Er erwachte mit einem Ruck, setzte sich schnell auf und ergriff den Rand der Plattform, auf der er lag, um sich zu stabilisieren. Als er seine Sachen einsammelte, wischte er mit der Hand über sein Gesicht – Wasser aus einem leckenden Rohr über ihm. Er nahm mehrere tiefe Atemzüge und sein Herz beruhigte sich wieder. Er nahm ein paar weitere Atemzüge und sah sich um.

Er saß auf einer gepolsterten Plattform, ein paar Meter über dem Boden. Der Raum, in dem er sich befand, war sehr klein, mit nur einer Tür an der Wand und einer Lüftung über ihm. Die Luft aus der Lüftung war kalt und er zitterte instinktiv. Er tastete sich ab und bemerkte, dass seine Waffe fehlte, doch seine anderen Habseligkeiten lagen ordentlich auf einem kleinen Tisch neben der Plattform. Er stand auf und hob sie auf.

Er bemerkte, dass das einzig andere in dem Raum ein kleiner Bildschirm neben der Tür war, der mit einem Lautsprecher verbunden war. Er ging darauf zu und beuge sich vor, um ihn genauer anzusehen. Der Bildschirm war dunkel und zeige einen sich langsam drehenden Punkt und Pfeile – das Foundation-Siegel – mit einem leuchtend roten Punkt in der Mitte. Als er sich näherte, pulsierte der rote Punkt. Eine Stimme knackte durch den Lautsprecher – eine Kinderstimme, doch die Betonung war falsch. Die Kadenz war seltsam, wie eine Annäherung an etwas, das wie eine Kinderstimme klingen sollte.

"Du bist wach", sagte die Stimme unheimlich blechern. "Du hast für eine lange Zeit geschlafen."

Calvin hustete. "Wo bin ich? Was ist das hier?"

"Hier lebe ich", antwortete die Stimme. "Meine Freunde brachten dich hierher. Sie brachten auch deine Freunde mit."

"Meine …", Calvins Stimme blieb in seiner Brust stecken. Er erinnerte sich an die Explosion und an das Flugzeug, das vom Himmel fiel. "Wo sind sie? Was hast du mit ihnen gemacht?"

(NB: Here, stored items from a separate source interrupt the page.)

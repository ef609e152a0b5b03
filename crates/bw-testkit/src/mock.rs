//! Channel-driven mock of the host node.

use std::collections::HashMap;

use parking_lot::Mutex;
use tokio::sync::mpsc;

use async_trait::async_trait;

use bw_core::{CircuitKey, InFlightHtlc, PeerId};
use bw_lnd::{
    Channel, InterceptResponse, InterceptedHtlc, InterceptorChannels, LndClient, LndError,
    NodeInfo, ResolvedHtlc,
};

const CHANNEL_BUFFER: usize = 64;

/// Build a peer id whose first byte is `byte` and the rest zero. Matches
/// the keys used by the mock's fixed channel topology.
#[must_use]
pub fn peer_from_byte(byte: u8) -> PeerId {
    let mut bytes = [0u8; 33];
    bytes[0] = byte;
    PeerId::new(bytes)
}

/// Test-side handles for driving a [`MockLndClient`].
pub struct MockLndHandles {
    /// Inject an HTLC awaiting an admission decision.
    pub intercepts: mpsc::Sender<InterceptedHtlc>,

    /// Inject a resolution event.
    pub events: mpsc::Sender<ResolvedHtlc>,

    /// The daemon's admission decisions, in response order.
    pub responses: mpsc::Receiver<InterceptResponse>,
}

/// Mock host with a fixed topology: channel 2 was opened by its peer
/// (peer-initiated), channel 3 by us, and channel 7 serves as the outgoing
/// side of forwards.
pub struct MockLndClient {
    identity: PeerId,
    channels: HashMap<u64, Channel>,
    pending: HashMap<PeerId, HashMap<CircuitKey, InFlightHtlc>>,

    events_rx: Mutex<Option<mpsc::Receiver<ResolvedHtlc>>>,
    requests_rx: Mutex<Option<mpsc::Receiver<InterceptedHtlc>>>,
    responses_tx: mpsc::Sender<InterceptResponse>,
}

impl MockLndClient {
    #[must_use]
    pub fn new() -> (Self, MockLndHandles) {
        let (intercept_tx, intercept_rx) = mpsc::channel(CHANNEL_BUFFER);
        let (event_tx, event_rx) = mpsc::channel(CHANNEL_BUFFER);
        let (response_tx, response_rx) = mpsc::channel(CHANNEL_BUFFER);

        let mut channels = HashMap::new();
        channels.insert(
            2,
            Channel {
                peer: peer_from_byte(2),
                initiator: false,
            },
        );
        channels.insert(
            3,
            Channel {
                peer: peer_from_byte(3),
                initiator: true,
            },
        );
        channels.insert(
            7,
            Channel {
                peer: peer_from_byte(7),
                initiator: true,
            },
        );

        let client = Self {
            identity: peer_from_byte(1),
            channels,
            pending: HashMap::new(),
            events_rx: Mutex::new(Some(event_rx)),
            requests_rx: Mutex::new(Some(intercept_rx)),
            responses_tx: response_tx,
        };

        let handles = MockLndHandles {
            intercepts: intercept_tx,
            events: event_tx,
            responses: response_rx,
        };

        (client, handles)
    }

    /// Seed HTLCs reported as already pending on the incoming side, as if
    /// they were admitted before a restart.
    #[must_use]
    pub fn with_pending(mut self, peer: PeerId, keys: &[CircuitKey]) -> Self {
        let htlcs = self.pending.entry(peer).or_default();
        for key in keys {
            htlcs.insert(
                *key,
                InFlightHtlc {
                    add_time: None,
                    incoming_msat: 0,
                    outgoing_msat: 0,
                },
            );
        }
        self
    }
}

#[async_trait]
impl LndClient for MockLndClient {
    async fn get_info(&self) -> Result<NodeInfo, LndError> {
        Ok(NodeInfo {
            node_key: self.identity,
            alias: "mock".to_string(),
            version: "v1.0.0".to_string(),
        })
    }

    async fn list_channels(&self) -> Result<HashMap<u64, Channel>, LndError> {
        Ok(self.channels.clone())
    }

    async fn list_closed_channels(&self) -> Result<HashMap<u64, Channel>, LndError> {
        Ok(HashMap::new())
    }

    async fn get_node_alias(&self, peer: PeerId) -> Result<Option<String>, LndError> {
        Ok(Some(format!("alias-{}", &peer.to_string()[..6])))
    }

    async fn subscribe_htlc_events(&self) -> Result<mpsc::Receiver<ResolvedHtlc>, LndError> {
        self.events_rx.lock().take().ok_or(LndError::StreamTaken)
    }

    async fn htlc_interceptor(&self) -> Result<InterceptorChannels, LndError> {
        let requests = self.requests_rx.lock().take().ok_or(LndError::StreamTaken)?;
        Ok(InterceptorChannels {
            requests,
            responses: self.responses_tx.clone(),
        })
    }

    async fn pending_incoming_htlcs(
        &self,
        peer: Option<PeerId>,
    ) -> Result<HashMap<PeerId, HashMap<CircuitKey, InFlightHtlc>>, LndError> {
        match peer {
            None => Ok(self.pending.clone()),
            Some(peer) => Ok(self
                .pending
                .get(&peer)
                .map(|htlcs| HashMap::from([(peer, htlcs.clone())]))
                .unwrap_or_default()),
        }
    }
}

"Sie sind hier. Ihr seid alle hier. Ich habe deine Freunde nicht getötet." Ein tiefer Basston hallte durch die Wände seiner Kammer. "Nicht so wie du. Du hast meine Freunde getötet."

Calvin trat vom Bildschirm zurück. "Wer bist du?"

Das Geräusch aus den Lautsprechern änderte sich abrupt und spielte nun Musik – eine verzerrte Mischung aus Popmusikstücken wie in einer Werbung. Am Ende dieses Jingles hörte er eine andere Stimme, seine eigene, aus einer Unterhaltung zwischen ihm und Anthony vor Monaten, als sie versuchten, den Standort des Buchhalters ausfindig zu machen.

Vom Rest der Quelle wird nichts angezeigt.